- Dataset extract -
######

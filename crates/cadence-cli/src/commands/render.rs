//! Project rendering command.

use std::path::PathBuf;

use anyhow::Context;
use cadence_core::{KeyFrameSampler, Time};
use cadence_io::write_wav;
use clap::Args;

use super::common::{
    check_bit_depth, downmix_to_mono, load_project, print_stats, render_windows, wav_loader, window_frames,
};

/// Render a project to a WAV file.
#[derive(Args)]
pub struct RenderArgs {
    /// Project file (TOML)
    #[arg(value_name = "PROJECT")]
    project: PathBuf,

    /// Output WAV file
    #[arg(short, long, value_name = "OUTPUT")]
    output: PathBuf,

    /// Timeline position to start from, in seconds
    #[arg(long, default_value = "0")]
    start: f64,

    /// Seconds to render (defaults to the end of the last track)
    #[arg(long)]
    duration: Option<f64>,

    /// Render window in milliseconds
    #[arg(long, default_value = "100")]
    window: u32,

    /// Output bit depth (16, 24, or 32)
    #[arg(long, default_value = "24")]
    bit_depth: u16,
}

/// Run the render command.
pub fn run(args: RenderArgs) -> anyhow::Result<()> {
    check_bit_depth(args.bit_depth)?;
    if !(args.start.is_finite() && args.start >= 0.0) {
        anyhow::bail!("--start must be a non-negative number of seconds");
    }

    let (project, base_dir) = load_project(&args.project)?;
    let mut composer = project.build(&base_dir, wav_loader)?;
    let rate = project.sample_rate;

    let start = Time::from_secs_f64(args.start);
    let end = match args.duration {
        Some(duration) if duration.is_finite() && duration > 0.0 => start + Time::from_secs_f64(duration),
        Some(_) => anyhow::bail!("--duration must be a positive number of seconds"),
        None => composer.duration(),
    };
    let start_frame = start.to_frames(rate);
    let total = (end.to_frames(rate) - start_frame).max(0) as usize;
    if total == 0 {
        anyhow::bail!("nothing to render: the project ends at {:.3}s", composer.duration().as_secs_f64());
    }
    let window = window_frames(args.window, rate);

    println!(
        "Rendering {} track(s), {:.3}s at {} Hz...",
        composer.tracks().len(),
        total as f64 / f64::from(rate),
        rate
    );
    tracing::info!(start_frame, total, window, "render");

    let sampler = KeyFrameSampler;
    let mut output = render_windows(start_frame, total, window, rate, |range| composer.render(range, &sampler))?;
    composer.dispose();

    if project.channels == 1 {
        output = downmix_to_mono(&output);
    }

    println!("\nStats:");
    print_stats("Output", &output);

    println!("\nWriting {}...", args.output.display());
    write_wav(&args.output, &output, args.bit_depth)
        .with_context(|| format!("cannot write {}", args.output.display()))?;
    println!("Done!");

    Ok(())
}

######

- Task -
Exactly the lines from the one holding "let end = match" to the final line of the listing, both included, must make up the answer.

- Response area -
    let end = match args.duration {
        Some(duration) if duration.is_finite() && duration > 0.0 => start + Time::from_secs_f64(duration),
        Some(_) => anyhow::bail!("--duration must be a positive number of seconds"),
        None => composer.duration(),
    };
    let start_frame = start.to_frames(rate);
    let total = (end.to_frames(rate) - start_frame).max(0) as usize;
    if total == 0 {
        anyhow::bail!("nothing to render: the project ends at {:.3}s", composer.duration().as_secs_f64());
    }
    let window = window_frames(args.window, rate);

    println!(
        "Rendering {} track(s), {:.3}s at {} Hz...",
        composer.tracks().len(),
        total as f64 / f64::from(rate),
        rate
    );
    tracing::info!(start_frame, total, window, "render");

    let sampler = KeyFrameSampler;
    let mut output = render_windows(start_frame, total, window, rate, |range| composer.render(range, &sampler))?;
    composer.dispose();

    if project.channels == 1 {
        output = downmix_to_mono(&output);
    }

    println!("\nStats:");
    print_stats("Output", &output);

    println!("\nWriting {}...", args.output.display());
    write_wav(&args.output, &output, args.bit_depth)
        .with_context(|| format!("cannot write {}", args.output.display()))?;
    println!("Done!");

    Ok(())
}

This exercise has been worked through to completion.